110 Misc. 2d 796 | N.Y. Fam. Ct. | 1981

OPINION OF THE COURT

Gertrude Mainzer, J.

Respondent, Thomas W. by order to show cause dated March 19,1981, seeks an order vacating the registration in this court of a foreign child support order entered by the Family Court of the State of Delaware. On April 10, 1981 arguments were heard on the motion. Essentially, respondent contends that since the Delaware support order and underlying order of filiation were entered without his appearance upon default, it is not entitled to enforcement under section 37-a of the Domestic Relations Law and CPLR article 54. Decision was reserved and the parties were informed that they would be notified of the court’s decision. Having reviewed the facts and applicable law, respondent’s motion to vacate is denied.

*797The relevant facts in this matter as adduced from the record before this court1 are as follows: On October 31, 1978, the Bureau of Child Support Enforcement of the State of Delaware filed a petition for support of Terrell D. (date of birth, April 16, 1978) on behalf of petitioner, Sabrina D. Respondent, a Delaware resident, denied paternity. The matter was set down for a hearing on December. 7,1978. On the adjourned date respondent failed to appear. The Family Court of Delaware, following an inquest, entered an order establishing respondent to be the father of the child. Thereafter, on December 19, 1978, respondent filed a motion requesting a stay of the orders of December 7, 1978 and reopening of the case on the basis of his understanding that the hearing of December 7, 1978 had been continued. The court granted the motion and agreed to review the matter. On respondent’s request, blood tests were taken which did not exclude respondent as being the father of the child. On September 20, 1979, a hearing to review the issue of paternity was scheduled. Respondent did not appear. Notice had been sent to his last known address and to his attorney, who advised the court that he was unable to contact his client. The court dismissed respondent’s motion and ordered that the paternity and support orders of December 7,1978 remain in full force and effect. On February 27, 1981 petitioner filed a petition for registration of a foreign support order with this court.

Generally, in Uniform Reciprocal Enforcement of Support Act (URESA) proceedings courts cannot look behind the adjudication of paternity2 and must give full faith and credit to a judgment of a sister State. (Matter of Robertson v Collings, 101 Misc 2d 808.) Since the court of the responding State is not an appellate court, it must respect the determination of the initiating court that entitlement exists for the petitioner. (Matter of Huffman v Huffman, 93 Misc 2d 790.) Consequently, the only defenses which may be interposed in a registration proceeding under URESA *798are those which relate to the validity of the foreign decree, such as lack of jurisdiction. (O’Halloran v O’Halloran, 580 SW2d 870 [Ct of Civ Apps, Tex, 1979].) The Family Court of Delaware had proper jurisdiction over this matter. Respondent, a resident of that State received notice that a paternity proceeding had been commenced against him and was given a full and fair opportunity to answer the allegations of petitioner after his motion to reopen the original paternity and support decision was granted by the Delaware court. Respondent chose not to exercise his rights when, after the blood tests did not exclude him, he voluntarily abandoned his motion.

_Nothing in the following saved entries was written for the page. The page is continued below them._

/*
    PAMPAC: stand-off annotation sets and combinator pattern matching

        Licensed under the GNU General Public License v3
*/

//! This module contains the [`Annotation`], the stand-off unit of the model: an identity, a
//! span of text, a type, and a mutable feature map.

use sealed::sealed;
use serde::ser::{SerializeStruct, Serializer};
use serde::{Deserialize, Serialize};
use std::cmp::Ordering;
use std::fmt;
use std::hash::{Hash, Hasher};
use std::sync::{RwLock, RwLockReadGuard, RwLockWriteGuard};

use crate::featurevalue::{test_features, FeatureConstraint, FeatureValue, Features};
use crate::span::{HasSpan, Span};
use crate::types::*;

#[derive(Clone, Copy, Debug, PartialEq, Eq, PartialOrd, Ord, Hash, Serialize, Deserialize)]
#[serde(transparent)]
/// A handle to an [`Annotation`]. Ids are allocated by the owning [`crate::Document`] and are unique
/// within that document, across all of its annotation sets.
pub struct AnnotationHandle(u32);

impl AnnotationHandle {
    /// The largest id a handle can hold
    pub const MAX: usize = u32::MAX as usize;
}

#[sealed]
impl Handle for AnnotationHandle {
    /// Callers make sure `intid` does not exceed [`AnnotationHandle::MAX`]
    fn new(intid: usize) -> Self {
        Self(intid as u32)
    }
    fn as_usize(&self) -> usize {
        self.0 as usize
    }
}

impl fmt::Display for AnnotationHandle {
    fn fmt(&self, f: &mut fmt::Formatter) -> fmt::Result {
        write!(f, "{}", self.0)
    }
}

/// `Annotation` represents a particular instance of annotation: a typed span of the document's text,
/// carrying a feature map. The identity, span and type are immutable after creation; only the
/// features can change.
///
/// Annotations are shared between an annotation set and all query results derived from it (they
/// are held in an [`std::sync::Arc`]), feature changes through any of them are visible in all.
#[derive(Debug)]
pub struct Annotation {
    handle: AnnotationHandle,
    span: Span,
    annotype: String,
    features: RwLock<Features>,
}

impl Annotation {
    /// Only annotation sets create annotations
    pub(crate) fn new(
        handle: AnnotationHandle,
        span: Span,
        annotype: String,
        features: Features,
    ) -> Self {
        Self {
            handle,
            span,
            annotype,
            features: RwLock::new(features),
        }
    }

    pub fn handle(&self) -> AnnotationHandle {
        self.handle
    }

    /// The numeric identifier of the annotation
    pub fn id(&self) -> usize {
        self.handle.as_usize()
    }

    pub fn annotype(&self) -> &str {
        self.annotype.as_str()
    }

    // A poisoned lock only means another thread panicked while holding it, the map itself is still sound
    fn read_features(&self) -> RwLockReadGuard<'_, Features> {
        self.features.read().unwrap_or_else(|e| e.into_inner())
    }

    fn write_features(&self) -> RwLockWriteGuard<'_, Features> {
        self.features.write().unwrap_or_else(|e| e.into_inner())
    }

    /// Returns a copy of a single feature value
    pub fn feature(&self, key: &str) -> Option<FeatureValue> {
        self.read_features().get(key).cloned()
    }

    pub fn has_feature(&self, key: &str) -> bool {
        self.read_features().contains_key(key)
    }

    /// Returns a snapshot of the entire feature map
    pub fn features(&self) -> Features {
        self.read_features().clone()
    }

    /// Sets a feature, returns the previous value if any
    pub fn set_feature(
        &self,
        key: impl Into<String>,
        value: impl Into<FeatureValue>,
    ) -> Option<FeatureValue> {
        self.write_features().insert(key.into(), value.into())
    }

    /// Merges the given features into the feature map, existing keys are overwritten
    pub fn update_features(&self, features: Features) {
        self.write_features().extend(features);
    }

    /// Replaces the feature map entirely
    pub fn replace_features(&self, features: Features) {
        *self.write_features() = features;
    }

    pub fn remove_feature(&self, key: &str) -> Option<FeatureValue> {
        self.write_features().remove(key)
    }

    /// Tests the annotation against an optional type and a list of feature constraints, all of which must hold
    pub fn test(&self, annotype: Option<&str>, constraints: &[FeatureConstraint]) -> bool {
        if let Some(annotype) = annotype {
            if self.annotype != annotype {
                return false;
            }
        }
        constraints.is_empty() || test_features(&self.read_features(), constraints)
    }
}

impl HasSpan for Annotation {
    fn span(&self) -> Span {
        self.span
    }

    fn identity(&self) -> Option<AnnotationHandle> {
        Some(self.handle)
    }
}

impl PartialEq for Annotation {
    fn eq(&self, other: &Self) -> bool {
        self.handle == other.handle
    }
}

impl Eq for Annotation {}

impl Hash for Annotation {
    fn hash<H: Hasher>(&self, state: &mut H) {
        self.handle.hash(state);
    }
}

impl Ord for Annotation {
    /// Annotations are ordered by start offset, then by id
    fn cmp(&self, other: &Self) -> Ordering {
        self.span
            .start
            .cmp(&other.span.start)
            .then(self.handle.cmp(&other.handle))
    }
}

impl PartialOrd for Annotation {
    fn partial_cmp(&self, other: &Self) -> Option<Ordering> {
        Some(self.cmp(other))
    }
}

impl fmt::Display for Annotation {
    fn fmt(&self, f: &mut fmt::Formatter) -> fmt::Result {
        write!(f, "{}#{}{}", self.annotype, self.handle, self.span)
    }
}

impl Serialize for Annotation {
    fn serialize<S>(&self, serializer: S) -> Result<S::Ok, S::Error>
    where
        S: Serializer,
    {
        let mut state = serializer.serialize_struct("Annotation", 5)?;
        state.serialize_field("id", &self.handle)?;
        state.serialize_field("start", &self.span.start)?;
        state.serialize_field("end", &self.span.end)?;
        state.serialize_field("type", &self.annotype)?;
        state.serialize_field("features", &*self.read_features())?;
        state.end()
    }
}

/// Deserialisation counterpart of an [`Annotation`], turned into a real one by [`crate::Document`]
#[derive(Deserialize, Debug)]
pub(crate) struct AnnotationJson {
    pub(crate) id: AnnotationHandle,
    pub(crate) start: usize,
    pub(crate) end: usize,
    #[serde(rename = "type")]
    pub(crate) annotype: String,
    #[serde(default)]
    pub(crate) features: Features,
}

#[sealed]
impl TypeInfo for Annotation {
    fn typeinfo() -> Type {
        Type::Annotation
    }
}
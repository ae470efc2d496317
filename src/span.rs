/*
    PAMPAC: stand-off annotation sets and combinator pattern matching

        Licensed under the GNU General Public License v3
*/

use serde::{Deserialize, Serialize};
use std::cmp::Ordering;
use std::fmt;
use std::sync::Arc;

use crate::annotation::AnnotationHandle;
use crate::error::PampacError;

#[derive(PartialEq, Eq, Debug, Clone, Copy, Hash, Serialize, Deserialize)]
#[serde(try_from = "SpanBuilder")]
/// Corresponds to a slice of the text. This only contains minimal
/// information; i.e. the start offset and end offset (non-inclusive), in unicode codepoints.
///
/// The invariant `start <= end` is enforced by [`Span::new()`]. Zero-length spans are valid and
/// are used to express points in the text.
pub struct Span {
    pub(crate) start: usize,
    pub(crate) end: usize,
}

impl Ord for Span {
    // this determines the canonical ordering for spans
    fn cmp(&self, other: &Self) -> Ordering {
        let ord = self.start.cmp(&other.start);
        if ord != Ordering::Equal {
            ord
        } else {
            self.end.cmp(&other.end)
        }
    }
}

impl PartialOrd for Span {
    fn partial_cmp(&self, other: &Self) -> Option<Ordering> {
        Some(self.cmp(other))
    }
}

impl fmt::Display for Span {
    fn fmt(&self, f: &mut fmt::Formatter) -> fmt::Result {
        write!(f, "({},{})", self.start, self.end)
    }
}

/// Unvalidated offsets as read from JSON, only turned into a [`Span`] through [`Span::new()`]
#[derive(Deserialize)]
struct SpanBuilder {
    start: usize,
    end: usize,
}

impl TryFrom<SpanBuilder> for Span {
    type Error = PampacError;

    fn try_from(builder: SpanBuilder) -> Result<Self, Self::Error> {
        Self::new(builder.start, builder.end)
    }
}

impl TryFrom<(usize, usize)> for Span {
    type Error = PampacError;

    fn try_from((start, end): (usize, usize)) -> Result<Self, Self::Error> {
        Self::new(start, end)
    }
}

impl Span {
    /// Creates a new span, returns [`PampacError::InvalidSpan`] if `start > end`
    pub fn new(start: usize, end: usize) -> Result<Self, PampacError> {
        if start > end {
            Err(PampacError::InvalidSpan(
                start,
                end,
                end,
                "Start must not be greater than end",
            ))
        } else {
            Ok(Self { start, end })
        }
    }

    /// Creates a zero-length span at the given offset
    pub fn point(offset: usize) -> Self {
        Self {
            start: offset,
            end: offset,
        }
    }

    /// Only for internal use where the invariant is guaranteed by construction
    pub(crate) fn new_unchecked(start: usize, end: usize) -> Self {
        debug_assert!(start <= end);
        Self { start, end }
    }

    /// Return the start offset (unicode points)
    pub fn start(&self) -> usize {
        self.start
    }

    /// Return the end offset (non-inclusive) in unicode points
    pub fn end(&self) -> usize {
        self.end
    }

    pub fn length(&self) -> usize {
        self.end - self.start
    }

    pub fn is_empty(&self) -> bool {
        self.start == self.end
    }

    /// Tests whether the offset falls inside this span (start inclusive, end exclusive)
    pub fn contains_offset(&self, offset: usize) -> bool {
        offset >= self.start && offset < self.end
    }

    /// Returns the smallest span covering both spans
    pub fn union(&self, other: &Span) -> Span {
        Span {
            start: self.start.min(other.start),
            end: self.end.max(other.end),
        }
    }

    /// Checks whether this span lies within a text of the given length
    pub fn check_bounds(&self, textlen: usize) -> Result<(), PampacError> {
        if self.end > textlen {
            Err(PampacError::InvalidSpan(
                self.start,
                self.end,
                textlen,
                "Span exceeds the length of the text",
            ))
        } else {
            Ok(())
        }
    }
}

/// This trait is implemented by everything that occupies a span of text: spans themselves and annotations.
/// It provides all the relation predicates between two spans.
pub trait HasSpan {
    fn span(&self) -> Span;

    /// Identity of the item, if it is an annotation. Used to exclude an annotation from queries relative to itself.
    fn identity(&self) -> Option<AnnotationHandle> {
        None
    }

    fn start(&self) -> usize {
        self.span().start
    }

    fn end(&self) -> usize {
        self.span().end
    }

    fn length(&self) -> usize {
        self.span().length()
    }

    /// Both spans share at least one codepoint. Zero-length spans only overlap with spans that strictly contain their offset.
    fn overlapping<S: HasSpan + ?Sized>(&self, other: &S) -> bool {
        let (a, b) = (self.span(), other.span());
        !(a.end <= b.start || b.end <= a.start)
    }

    /// This span lies completely within the other
    fn within<S: HasSpan + ?Sized>(&self, other: &S) -> bool {
        let (a, b) = (self.span(), other.span());
        a.start >= b.start && a.end <= b.end
    }

    /// The other span lies completely within this one
    fn covering<S: HasSpan + ?Sized>(&self, other: &S) -> bool {
        let (a, b) = (self.span(), other.span());
        b.start >= a.start && b.end <= a.end
    }

    fn coextensive<S: HasSpan + ?Sized>(&self, other: &S) -> bool {
        let (a, b) = (self.span(), other.span());
        a.start == b.start && a.end == b.end
    }

    /// This span ends before (or where, if `immediately`, exactly where) the other starts
    fn isbefore<S: HasSpan + ?Sized>(&self, other: &S, immediately: bool) -> bool {
        let (a, b) = (self.span(), other.span());
        a.end <= b.start && (!immediately || a.end == b.start)
    }

    /// This span starts after (or, if `immediately`, exactly where) the other ends
    fn isafter<S: HasSpan + ?Sized>(&self, other: &S, immediately: bool) -> bool {
        other.isbefore(self, immediately)
    }

    fn startsat<S: HasSpan + ?Sized>(&self, other: &S) -> bool {
        self.span().start == other.span().start
    }

    fn endsat<S: HasSpan + ?Sized>(&self, other: &S) -> bool {
        self.span().end == other.span().end
    }

    /// Number of codepoints between two non-overlapping spans, irrespective of their order.
    /// Returns [`PampacError::UndefinedRelation`] if the spans overlap.
    fn gap<S: HasSpan + ?Sized>(&self, other: &S) -> Result<usize, PampacError> {
        let (a, b) = (self.span(), other.span());
        if self.overlapping(other) {
            Err(PampacError::UndefinedRelation(
                a,
                b,
                "gap is only defined for non-overlapping spans",
            ))
        } else {
            Ok(a.start.max(b.start) - a.end.min(b.end))
        }
    }
}

impl HasSpan for Span {
    fn span(&self) -> Span {
        *self
    }
}

impl<T: HasSpan + ?Sized> HasSpan for &T {
    fn span(&self) -> Span {
        (**self).span()
    }
    fn identity(&self) -> Option<AnnotationHandle> {
        (**self).identity()
    }
}

impl<T: HasSpan + ?Sized> HasSpan for Arc<T> {
    fn span(&self) -> Span {
        (**self).span()
    }
    fn identity(&self) -> Option<AnnotationHandle> {
        (**self).identity()
    }
}

/// The SpanRelation, simply put, allows comparison of two spans. It
/// allows testing for all kinds of spatial relations (as embodied by this enum) in which two
/// spans can be. The relation is always read as "A *relation* B", e.g. "A within B".
#[derive(Debug, Clone, Copy, PartialEq, Eq)]
pub enum SpanRelation {
    /// A lies completely within B
    Within,
    /// A and B share at least one codepoint, commutative
    Overlapping,
    /// B lies completely within A
    Covering,
    /// A and B have the exact same offsets, commutative
    Coextensive,
    /// A ends before B starts (with no gap if `immediately`)
    Before { immediately: bool },
    /// A starts after B ends (with no gap if `immediately`)
    After { immediately: bool },
    /// A starts where B starts
    StartsAt,
    /// A ends where B ends
    EndsAt,
}

impl SpanRelation {
    /// This method is called to test whether the relation holds between span `a` and span `b`
    pub fn test<A: HasSpan + ?Sized, B: HasSpan + ?Sized>(&self, a: &A, b: &B) -> bool {
        match self {
            Self::Within => a.within(b),
            Self::Overlapping => a.overlapping(b),
            Self::Covering => a.covering(b),
            Self::Coextensive => a.coextensive(b),
            Self::Before { immediately } => a.isbefore(b, *immediately),
            Self::After { immediately } => a.isafter(b, *immediately),
            Self::StartsAt => a.startsat(b),
            Self::EndsAt => a.endsat(b),
        }
    }

    /// Returns the relation with A and B swapped
    pub fn inverse(&self) -> Self {
        match self {
            Self::Within => Self::Covering,
            Self::Covering => Self::Within,
            Self::Before { immediately } => Self::After {
                immediately: *immediately,
            },
            Self::After { immediately } => Self::Before {
                immediately: *immediately,
            },
            other => *other,
        }
    }
}

impl fmt::Display for SpanRelation {
    fn fmt(&self, f: &mut fmt::Formatter) -> fmt::Result {
        match self {
            Self::Within => write!(f, "within"),
            Self::Overlapping => write!(f, "overlapping"),
            Self::Covering => write!(f, "covering"),
            Self::Coextensive => write!(f, "coextensive"),
            Self::Before { immediately: true } => write!(f, "immediately before"),
            Self::Before { immediately: false } => write!(f, "before"),
            Self::After { immediately: true } => write!(f, "immediately after"),
            Self::After { immediately: false } => write!(f, "after"),
            Self::StartsAt => write!(f, "starts at"),
            Self::EndsAt => write!(f, "ends at"),
        }
    }
}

Under these facts, respondent’s contention that CPLR article 54 applies to this proceeding and that the instant foreign child support order is not entitled to full faith and credit is without merit. Article 54 sets up a statutory scheme for registration and enforcement of foreign money judgments which is not the case here. A support order, being subject to future modifications is not a final money judgment within the meaning of article 54. Instead, foreign support orders are governed by the Uniform Support Dependents Law (USDL; Domestic Relations Law, art 3-A) which establishes a specific procedure for the registration and enforcement of such orders.

Assuming, however, that a defense under article 54 could be raised in a USDL proceeding, respondent here has waived such a defense. It is clear that where a defendant appears, but defaults at some later stage of a proceeding, the resulting foreign judgment may qualify for registration under article 54. (L & W Air Conditioning Co. v Varsity Inn of Rochester, 82 Misc 2d 937.)

The Family Court of Delaware having jurisdiction over this matter afforded respondent a full and fair opportunity to contest its determination that he is the father of Terrell D. and as such is responsible for his support. Under these facts, this court cannot review that decision. Respondent’s motion to vacate is accordingly denied.

This matter is adjourned to October 27,1981 in Part 5 for a hearing.

All parties and attorneys to be notified of this decision and of adjourn date.

. Included in the record are certified copies of all orders issued by the Family Court of the State of Delaware.

. This court notes that although there have been no reported cases in New York, orders of filiation and support have been entered upon default in other jurisdictions (Butler v Cann, 62 Mich App 663; Taylor v Johnson, 262 A2d 803 [DCCA, 1970]; Magana v Magana, 576 SW2d 131 [Ct of Civ Apps, Tex, 1978]).